Questions to the experts
Matière et matériaux
Qu'est-ce que la masse ? Qu'est-ce que le poids ?
Je suis instituteur et je travaille avec une classe de 4e d'EREA (Etablissement Régional d'Enseignement Adapté) qui accueille des élèves en difficulté scolaire, avec des programmes adaptés de ceux des collèges-lycées. Dans une séquence consacrée à la gravité et à ses conséquences, nous avons vu que la masse s'exprime en kg, le poids s'exprime en Newton. Demain, je fais une séance dans laquelle je vais utiliser un pèse-personne. Ce pèse-personne va me donner des mesures en kg. Il mesure quoi, mon pèse personne ? Il mesure bien la manière dont la Terre attire ma masse. Et c'est bien là une définition du poids. Alors pourquoi me donne-t-il des kg ? Comment expliquer cela à mes élèves autrement que par des questions de commodité ? Comment mesurer une masse autrement qu'avec une balance (qui mesure pourtant un poids) ? La balance « traduit-elle » mon poids sur Terre en masse ? Alors si j'utilise ma balance sur la Lune, comment mesurer ma masse autrement que par un référentiel terrestre (ou terrien). Avant Newton, comment parlait-on de masse et de poids ? Faisait-on la distinction ? Et de quelle manière ?

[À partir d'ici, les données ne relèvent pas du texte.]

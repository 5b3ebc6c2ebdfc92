//! Service wiring and command handling

use anyhow::{Context, Result};
use cueclock_api::{
    Command, ErrorInfo, Event, EventPayload, HealthStatus, Response, ResponsePayload,
};
use cueclock_config::TrackerConfig;
use cueclock_core::{CoreEvent, TableRegistry};
use cueclock_ipc::{IpcServer, ServerMessage};
use cueclock_store::{AuditEvent, AuditEventType, SqliteStore, Store};
use cueclock_util::{ClientId, CueError, MonotonicInstant, format_elapsed};
use std::future::Future;
use std::path::{Path, PathBuf};
use std::sync::Arc;
use std::time::Duration;
use tokio::sync::{Mutex, watch};
use tracing::{debug, error, info, warn};

use crate::spawn_ticker;

/// Database file inside the data directory
pub const DB_FILENAME: &str = "cueclockd.db";

/// Main service state
pub struct Service {
    registry: TableRegistry,
    ipc: Arc<IpcServer>,
    store: Arc<dyn Store>,
    tick_interval: Duration,
}

impl Service {
    /// Open the store, build the registry and bind the socket
    pub async fn new(config: TrackerConfig, socket_path: &Path, data_dir: &Path) -> Result<Self> {
        std::fs::create_dir_all(data_dir)
            .with_context(|| format!("Failed to create data directory {:?}", data_dir))?;

        let db_path = data_dir.join(DB_FILENAME);
        let store: Arc<dyn Store> = Arc::new(
            SqliteStore::open(&db_path)
                .with_context(|| format!("Failed to open database {:?}", db_path))?,
        );

        info!(db_path = %db_path.display(), "Store initialized");

        store.append_audit(AuditEvent::new(AuditEventType::ServiceStarted))?;

        let registry = TableRegistry::new(&config, store.clone());

        let mut ipc = IpcServer::new(socket_path);
        ipc.start()
            .await
            .with_context(|| format!("Failed to bind socket {:?}", socket_path))?;

        Ok(Self {
            registry,
            ipc: Arc::new(ipc),
            store,
            tick_interval: config.service.tick_interval,
        })
    }

    pub fn socket_path(&self) -> PathBuf {
        self.ipc.socket_path().to_path_buf()
    }

    /// Serve requests until `shutdown` resolves
    pub async fn run(self, shutdown: impl Future<Output = ()>) -> Result<()> {
        let ipc = self.ipc.clone();
        let mut ipc_messages = ipc
            .take_message_receiver()
            .await
            .context("IPC message receiver already taken")?;

        let registry = Arc::new(Mutex::new(self.registry));
        let store = self.store.clone();

        // Accept connections
        let ipc_accept = ipc.clone();
        tokio::spawn(async move {
            if let Err(e) = ipc_accept.run().await {
                error!(error = %e, "IPC server error");
            }
        });

        // Billing tick
        let (shutdown_tx, shutdown_rx) = watch::channel(false);
        let ipc_tick = ipc.clone();
        let ticker = spawn_ticker(registry.clone(), self.tick_interval, shutdown_rx, move |event| {
            ipc_tick.broadcast_event(Event::new(event_payload(event)));
        });

        info!("Service running");

        tokio::pin!(shutdown);
        loop {
            tokio::select! {
                _ = &mut shutdown => {
                    info!("Shutdown requested");
                    break;
                }

                Some(msg) = ipc_messages.recv() => {
                    Self::handle_ipc_message(&registry, &ipc, &store, msg).await;
                }
            }
        }

        info!("Shutting down cueclockd");

        let _ = shutdown_tx.send(true);
        if let Err(e) = ticker.await {
            warn!(error = %e, "Ticker task failed");
        }

        ipc.broadcast_event(Event::new(EventPayload::Shutdown));

        if let Err(e) = store.append_audit(AuditEvent::new(AuditEventType::ServiceStopped)) {
            warn!(error = %e, "Failed to log service shutdown");
        }

        ipc.shutdown();
        info!("Shutdown complete");
        Ok(())
    }

    async fn handle_ipc_message(
        registry: &Arc<Mutex<TableRegistry>>,
        ipc: &Arc<IpcServer>,
        store: &Arc<dyn Store>,
        msg: ServerMessage,
    ) {
        match msg {
            ServerMessage::Request { client_id, request } => {
                let response = handle_command(
                    registry,
                    ipc,
                    store,
                    &client_id,
                    request.request_id,
                    request.command,
                )
                .await;

                if let Err(e) = ipc.send_response(&client_id, response).await {
                    debug!(client_id = %client_id, error = %e, "Failed to send response");
                }
            }

            ServerMessage::ClientConnected { client_id, info } => {
                info!(client_id = %client_id, uid = ?info.uid, "Client connected");

                let _ = store.append_audit(AuditEvent::new(AuditEventType::ClientConnected {
                    client_id: client_id.to_string(),
                    uid: info.uid,
                }));
            }

            ServerMessage::ClientDisconnected { client_id } => {
                debug!(client_id = %client_id, "Client disconnected");

                let _ = store.append_audit(AuditEvent::new(AuditEventType::ClientDisconnected {
                    client_id: client_id.to_string(),
                }));
            }
        }
    }
}

/// Execute one command against the registry
pub async fn handle_command(
    registry: &Arc<Mutex<TableRegistry>>,
    ipc: &Arc<IpcServer>,
    store: &Arc<dyn Store>,
    client_id: &ClientId,
    request_id: u64,
    command: Command,
) -> Response {
    let now = cueclock_util::now();
    let now_mono = MonotonicInstant::now();

    let result: Result<ResponsePayload, CueError> = match command {
        Command::ListCategories => {
            let categories = registry.lock().await.list_categories();
            Ok(ResponsePayload::Categories { categories })
        }

        Command::GetSnapshot { category } => registry
            .lock()
            .await
            .snapshot(&category, now_mono)
            .map(ResponsePayload::Snapshot),

        Command::Dispatch {
            category,
            table_id,
            action,
            operator,
        } => {
            let result = registry
                .lock()
                .await
                .dispatch(&category, table_id, &action, &operator, now, now_mono);

            result.map(|dispatched| {
                for event in dispatched.events() {
                    ipc.broadcast_event(Event::new(event_payload(event)));
                }
                ResponsePayload::ActionApplied {
                    message: dispatched.message,
                    table: dispatched.table,
                }
            })
        }

        Command::UpdateRate {
            category,
            table_id,
            rate,
            operator,
        } => {
            let result = registry
                .lock()
                .await
                .update_rate(&category, table_id, rate, &operator, now_mono);
            result.map(|table| table_updated(ipc, table))
        }

        Command::ClearSessions {
            category,
            table_id,
            operator,
        } => {
            let result = registry
                .lock()
                .await
                .clear_sessions(&category, table_id, &operator, now_mono);
            result.map(|table| table_updated(ipc, table))
        }

        Command::SplitBill {
            category,
            table_id,
            players,
        } => registry
            .lock()
            .await
            .split_bill(&category, table_id, players)
            .map(ResponsePayload::Split),

        Command::GetHealth => {
            let running_tables = registry.lock().await.running_tables();
            let store_ok = store.is_healthy();
            Ok(ResponsePayload::Health(HealthStatus {
                live: true,
                ready: store_ok,
                store_ok,
                running_tables,
            }))
        }

        Command::SubscribeEvents => {
            debug!(client_id = %client_id, "Client subscribed to events");
            Ok(ResponsePayload::Subscribed {
                client_id: client_id.clone(),
            })
        }

        Command::UnsubscribeEvents => {
            debug!(client_id = %client_id, "Client unsubscribed from events");
            Ok(ResponsePayload::Unsubscribed)
        }

        Command::Ping => Ok(ResponsePayload::Pong),
    };

    match result {
        Ok(payload) => Response::success(request_id, payload),
        Err(e) => {
            debug!(client_id = %client_id, request_id, error = %e, "Command failed");
            Response::error(request_id, ErrorInfo::from(&e))
        }
    }
}

fn table_updated(ipc: &IpcServer, table: cueclock_api::TableView) -> ResponsePayload {
    ipc.broadcast_event(Event::new(EventPayload::TableUpdated(table.clone())));
    ResponsePayload::Table(table)
}

/// Map a registry event onto the wire
pub fn event_payload(event: CoreEvent) -> EventPayload {
    match event {
        CoreEvent::TableChanged(table) => EventPayload::TableUpdated(table),
        CoreEvent::TableRefreshed {
            category,
            table_id,
            elapsed_seconds,
            amount,
        } => EventPayload::TableTick {
            category,
            table_id,
            elapsed_seconds,
            time_display: format_elapsed(elapsed_seconds),
            amount,
        },
        CoreEvent::SessionCompleted {
            category,
            table_id,
            session,
        } => EventPayload::SessionCompleted {
            category,
            table_id,
            session,
        },
    }
}
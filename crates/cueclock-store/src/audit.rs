//! Audit event types

use chrono::{DateTime, Local};
use cueclock_util::{CategoryId, TableId};
use serde::{Deserialize, Serialize};

/// Types of audit events
#[derive(Debug, Clone, Serialize, Deserialize)]
#[serde(tag = "type", rename_all = "snake_case")]
pub enum AuditEventType {
    /// Service started
    ServiceStarted,

    /// Service stopped
    ServiceStopped,

    /// Configuration loaded
    ConfigLoaded {
        category_count: usize,
        table_count: usize,
    },

    /// Idle table started
    TableStarted {
        category: CategoryId,
        table_id: TableId,
        rate: f64,
        operator: String,
    },

    /// Running table paused
    TablePaused {
        category: CategoryId,
        table_id: TableId,
        elapsed_seconds: u64,
        operator: String,
    },

    /// Paused table resumed
    TableResumed {
        category: CategoryId,
        table_id: TableId,
        operator: String,
    },

    /// Session ended and recorded
    SessionEnded {
        category: CategoryId,
        table_id: TableId,
        elapsed_seconds: u64,
        amount: f64,
        operator: String,
    },

    /// Rate changed on an idle table
    RateChanged {
        category: CategoryId,
        table_id: TableId,
        old_rate: f64,
        new_rate: f64,
        operator: String,
    },

    /// Session log cleared
    SessionsCleared {
        category: CategoryId,
        table_id: TableId,
        removed: usize,
        operator: String,
    },

    /// Client connected
    ClientConnected {
        client_id: String,
        uid: Option<u32>,
    },

    /// Client disconnected
    ClientDisconnected { client_id: String },
}

/// Full audit event with metadata
#[derive(Debug, Clone, Serialize, Deserialize)]
pub struct AuditEvent {
    /// Unique event ID
    pub id: i64,

    /// Event timestamp
    pub timestamp: DateTime<Local>,

    /// Event type and details
    pub event: AuditEventType,
}

impl AuditEvent {
    pub fn new(event: AuditEventType) -> Self {
        Self {
            id: 0, // Will be set by store
            timestamp: cueclock_util::now(),
            event,
        }
    }
}
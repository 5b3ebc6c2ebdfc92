//! Strongly-typed identifiers for cueclockd

use serde::{Deserialize, Serialize};
use std::fmt;
use uuid::Uuid;

/// Identifier of a table category ("snooker", "pool", ...)
#[derive(Debug, Clone, PartialEq, Eq, Hash, PartialOrd, Ord, Serialize, Deserialize)]
pub struct CategoryId(String);

impl CategoryId {
    pub fn new(id: impl Into<String>) -> Self {
        Self(id.into())
    }

    pub fn as_str(&self) -> &str {
        &self.0
    }
}

impl fmt::Display for CategoryId {
    fn fmt(&self, f: &mut fmt::Formatter<'_>) -> fmt::Result {
        write!(f, "{}", self.0)
    }
}

impl From<String> for CategoryId {
    fn from(s: String) -> Self {
        Self(s)
    }
}

impl From<&str> for CategoryId {
    fn from(s: &str) -> Self {
        Self(s.to_string())
    }
}

/// Table number, unique within its category
#[derive(
    Debug, Clone, Copy, PartialEq, Eq, Hash, PartialOrd, Ord, Serialize, Deserialize,
)]
#[serde(transparent)]
pub struct TableId(u32);

impl TableId {
    pub fn new(id: u32) -> Self {
        Self(id)
    }

    pub fn get(&self) -> u32 {
        self.0
    }
}

impl fmt::Display for TableId {
    fn fmt(&self, f: &mut fmt::Formatter<'_>) -> fmt::Result {
        write!(f, "{}", self.0)
    }
}

impl From<u32> for TableId {
    fn from(id: u32) -> Self {
        Self(id)
    }
}

/// Unique identifier for a connected IPC client
#[derive(Debug, Clone, PartialEq, Eq, Hash, Serialize, Deserialize)]
pub struct ClientId(Uuid);

impl ClientId {
    pub fn new() -> Self {
        Self(Uuid::new_v4())
    }
}

impl Default for ClientId {
    fn default() -> Self {
        Self::new()
    }
}

impl fmt::Display for ClientId {
    fn fmt(&self, f: &mut fmt::Formatter<'_>) -> fmt::Result {
        write!(f, "{}", self.0)
    }
}
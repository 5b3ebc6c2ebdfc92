//! Store trait definitions

use cueclock_api::SessionRecord;
use cueclock_util::{CategoryId, TableId};

use crate::{AuditEvent, StoreResult};

/// Main store trait
pub trait Store: Send + Sync {
    // Audit log

    /// Append an audit event
    fn append_audit(&self, event: AuditEvent) -> StoreResult<()>;

    /// Get recent audit events, newest first
    fn get_recent_audits(&self, limit: usize) -> StoreResult<Vec<AuditEvent>>;

    // Session log

    /// Append a completed session to a table's log
    fn append_session(
        &self,
        category: &CategoryId,
        table_id: TableId,
        session: &SessionRecord,
    ) -> StoreResult<()>;

    /// Load a table's session log in completion order
    fn load_sessions(
        &self,
        category: &CategoryId,
        table_id: TableId,
    ) -> StoreResult<Vec<SessionRecord>>;

    /// Remove every session of a table, returning how many were removed
    fn clear_sessions(&self, category: &CategoryId, table_id: TableId) -> StoreResult<usize>;

    // Rates

    /// Persist an operator-chosen rate
    fn save_rate(&self, category: &CategoryId, table_id: TableId, rate: f64) -> StoreResult<()>;

    /// Load the persisted rate of a table, if one was ever saved
    fn load_rate(&self, category: &CategoryId, table_id: TableId) -> StoreResult<Option<f64>>;

    // Health

    /// Check if store is healthy
    fn is_healthy(&self) -> bool;
}
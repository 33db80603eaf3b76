//! Run-wide configuration and cooperative cancellation.
//!
//! All tunables are explicit values passed into component constructors.
//! There is no process-wide mutable state: two runs with different
//! configurations can share a thread pool safely.

use serde::{Deserialize, Serialize};
use std::sync::atomic::{AtomicBool, Ordering};
use std::sync::Arc;

/// Shared configuration for a linkage run.
#[derive(Debug, Clone, Serialize, Deserialize)]
pub struct LinkageConfig {
    /// How many pair comparisons between cancellation checks.
    ///
    /// Exhaustive sweeps (cross-product linking, triangle-inequality
    /// validation, ground-truth counting) poll their [`CancelToken`] once per
    /// this many comparisons.
    pub cancel_check_interval: u64,
    /// Maximum plausible birth-year gap between siblings, in years.
    ///
    /// `None` disables the viability check.
    pub max_sibling_age_diff: Option<u32>,
}

impl Default for LinkageConfig {
    fn default() -> Self {
        Self {
            cancel_check_interval: 10_000,
            max_sibling_age_diff: Some(40),
        }
    }
}

/// Cooperative cancellation handle for long-running sweeps.
///
/// Cheap to clone; all clones observe the same flag. The flag is checked at a
/// bounded granularity (see [`LinkageConfig::cancel_check_interval`]), so
/// cancellation is prompt but not instantaneous.
#[derive(Debug, Clone, Default)]
pub struct CancelToken {
    flag: Arc<AtomicBool>,
}

impl CancelToken {
    /// Create a token that is not cancelled.
    #[must_use]
    pub fn new() -> Self {
        Self::default()
    }

    /// Request cancellation. Idempotent.
    pub fn cancel(&self) {
        self.flag.store(true, Ordering::Relaxed);
    }

    /// Whether cancellation has been requested.
    #[must_use]
    pub fn is_cancelled(&self) -> bool {
        self.flag.load(Ordering::Relaxed)
    }
}

#[cfg(test)]
mod tests {
    use super::*;

    #[test]
    fn test_cancel_token_shared_across_clones() {
        let token = CancelToken::new();
        let clone = token.clone();
        assert!(!clone.is_cancelled());

        token.cancel();
        assert!(clone.is_cancelled());
    }

    #[test]
    fn test_default_config() {
        let config = LinkageConfig::default();
        assert!(config.cancel_check_interval > 0);
        assert!(config.max_sibling_age_diff.is_some());
    }
}
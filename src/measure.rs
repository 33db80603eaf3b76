//! Composite distance measures over record pairs.
//!
//! A [`CompositeMeasure`] compares two records across a paired list of field
//! indices using one base [`FieldMetric`], with declarative policies for
//! missing data ([`ImputationPolicy`]) and for combining per-field distances
//! ([`AggregationPolicy`]). Variant behaviour is data, not subclassing: the
//! policy enums replace what would otherwise be a family of near-identical
//! measure types.
//!
//! [`FelligiSunterDistance`] is the probabilistic sibling: instead of a
//! geometric aggregate it produces a Bayesian identity-linkage score from
//! per-field match/non-match priors.

use crate::error::{Error, Result};
use crate::metric::FieldMetric;
use crate::record::{is_missing, FieldIndex, VitalRecord};
use serde::{Deserialize, Serialize};
use std::sync::Arc;

// =============================================================================
// Policies
// =============================================================================

/// Substitute distance used when either compared field value is missing.
#[derive(Debug, Clone, Copy, PartialEq, Serialize, Deserialize)]
pub enum ImputationPolicy {
    /// Missing fields contribute 0 (a free pass).
    Zero,
    /// Missing fields contribute 1 (light penalty, for metrics bounded at 1).
    One,
    /// Missing fields contribute `f64::MAX` (maximal penalty).
    MaxDouble,
    /// Missing fields contribute the maximum distance among the non-missing
    /// fields of the same pair; `fallback` when every field is missing.
    RecordMax {
        /// Distance used when the pair has no non-missing fields at all.
        fallback: f64,
    },
    /// Missing fields contribute the mean distance among the non-missing
    /// fields of the same pair; `fallback` when every field is missing.
    RecordMean {
        /// Distance used when the pair has no non-missing fields at all.
        fallback: f64,
    },
}
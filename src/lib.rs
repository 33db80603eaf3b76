//! # kinlink
//!
//! Probabilistic entity resolution for vital-event records.
//!
//! - **Matching**: composite fuzzy field distances over births, deaths, marriages
//! - **Linking**: threshold linkage over cross products or an external search index
//! - **Evaluation**: ground-truth classification and precision/recall/F-measure
//! - **Consistency**: open-triangle resolution and family bundle merging
//!
//! ## Quick Start
//!
//! ```rust
//! use kinlink::{
//!     AggregationPolicy, BigramJaccard, CancelToken, CompositeMeasure,
//!     ImputationPolicy, LinkageConfig, ThresholdLinker,
//! };
//! use kinlink::record::{birth, MemoryRecord, RecordType};
//! use std::sync::Arc;
//!
//! # fn main() -> kinlink::Result<()> {
//! let measure = Arc::new(CompositeMeasure::new(
//!     Arc::new(BigramJaccard),
//!     vec![birth::MOTHER_FORENAME, birth::MOTHER_MAIDEN_SURNAME],
//!     ImputationPolicy::One,
//!     AggregationPolicy::Mean,
//! )?);
//!
//! let linker = ThresholdLinker::new(
//!     measure,
//!     0.5,
//!     "SIBLING",
//!     "quickstart",
//!     LinkageConfig::default(),
//! )?;
//!
//! let records: Vec<Arc<MemoryRecord>> = vec![
//!     Arc::new(
//!         MemoryRecord::empty(1, RecordType::Birth)
//!             .with_field(birth::MOTHER_FORENAME, "MAJA")
//!             .with_field(birth::MOTHER_MAIDEN_SURNAME, "TJERNBERG"),
//!     ),
//!     Arc::new(
//!         MemoryRecord::empty(2, RecordType::Birth)
//!             .with_field(birth::MOTHER_FORENAME, "MAIA")
//!             .with_field(birth::MOTHER_MAIDEN_SURNAME, "TJERNBERG"),
//!     ),
//! ];
//!
//! let links = linker.link_cross_product(&records, &records, &CancelToken::new())?;
//! assert_eq!(links.len(), 1);
//! # Ok(())
//! # }
//! ```
//!
//! ## Components
//!
//! | Component | Module | Role |
//! |-----------|--------|------|
//! | `FieldMetric` impls | [`metric`] | per-field string distances |
//! | `CompositeMeasure` | [`measure`] | record-level distance with imputation |
//! | `FelligiSunterDistance` | [`measure`] | log-odds weighted variant |
//! | `ThresholdLinker` | [`linker`] | candidate sweep and link formation |
//! | `GroundTruthClassifier` | [`ground_truth`] | four-way pair verdicts |
//! | evaluation functions | [`evaluation`] | quality metrics, threshold sweeps |
//! | `LinkGraphStore` | [`graph`] | external link graph surface |
//! | `ClusterConsistencyResolver` | [`resolver`] | open-triangle decisions |
//! | `FamilyBundleMerger` | [`bundle`] | sibling family reconciliation |
//!
//! ## Design
//!
//! - **Records are external**: the crate sees them through the [`record::VitalRecord`]
//!   trait and never owns a record store
//! - **Policies are data**: imputation and aggregation variants are enums, not
//!   trait hierarchies
//! - **Decisions are explicit**: resolvers and mergers report every item they
//!   touch; nothing is silently skipped
//! - **No global state**: all tunables travel in [`LinkageConfig`] and
//!   [`ResolverConfig`] values
//!
//! ## Feature Flags
//!
//! ```toml
//! [dependencies]
//! kinlink = "0.1"                                      # parallel sweeps (default)
//! kinlink = { version = "0.1", default-features = false } # sequential only
//! ```

#![warn(missing_docs)]

pub mod bundle;
pub mod config;
mod error;
pub mod evaluation;
pub mod graph;
pub mod ground_truth;
pub mod linker;
pub mod measure;
pub mod metric;
pub mod record;
pub mod resolver;
pub mod search;

pub use bundle::{BundleOutcome, FamilyBundle, FamilyBundleMerger, OverlapFlag};
pub use config::{CancelToken, LinkageConfig};
pub use error::{Error, Result};
pub use evaluation::{
    best_by_f_measure, best_link_per_query, count_true_links, evaluate_links, sweep_thresholds,
    LinkageQuality, ThresholdPoint,
};
pub use graph::{GraphEdge, InMemoryLinkGraph, LinkGraphStore, OpenTriangle};
pub use ground_truth::{AbsentGroundTruthPolicy, GroundTruthClassifier, LinkStatus};
pub use linker::{Link, ThresholdLinker, ViabilityCheck};
pub use measure::{AggregationPolicy, CompositeMeasure, FelligiSunterDistance, ImputationPolicy};
pub use metric::{
    validate_triangle_inequality, BigramJaccard, FieldMetric, JensenShannon, Levenshtein,
    TriangleViolation,
};
pub use record::{FieldIndex, RecordId, RecordType, VitalRecord};
pub use resolver::{
    apply_decisions, ClusterConsistencyResolver, ResolutionReport, ResolverConfig,
    TriangleDecision,
};
pub use search::{LinearScanFactory, LinearScanIndex, RangeMatch, SearchIndex, SearchIndexFactory};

La réponse à la dernière question est en fait contenue dans la première question : la distinction réelle et fondamentale entre masse et poids est récente. L'utilisation du newton comme unité de force a à peine une trentaine d'année, auparavant on connaissait la dyne et le kilogramme-force, qui est ce que mesure le pèse-personne. On ne distinguait pas clairement la masse de la force à laquelle elle est soumise sur la Terre.
Je pense que la conquête spatiale, les objets en apesanteur (le whisky du capitaine Haddock) ont beaucoup fait pour introduire la différence entre poids et masse. Pour mesurer une masse indépendamment de la pesanteur, il faut la soumettre à une force et mesurer son accélération. Je proposerais de suspendre cette masse à un ressort dont on a mesuré la raideur, par exemple en lui accrochant une masse dont on connaît le poids et en mesurant son allongement. On fait ensuite osciller la masse M qu'on veut mesurer et on mesure la période T de ces oscillations. On peut alors relier la masse à la période par une formule simple. Ca marche aussi sur la Lune, mais il vaut mieux avoir fait l'étalonnage du ressort sur Terre.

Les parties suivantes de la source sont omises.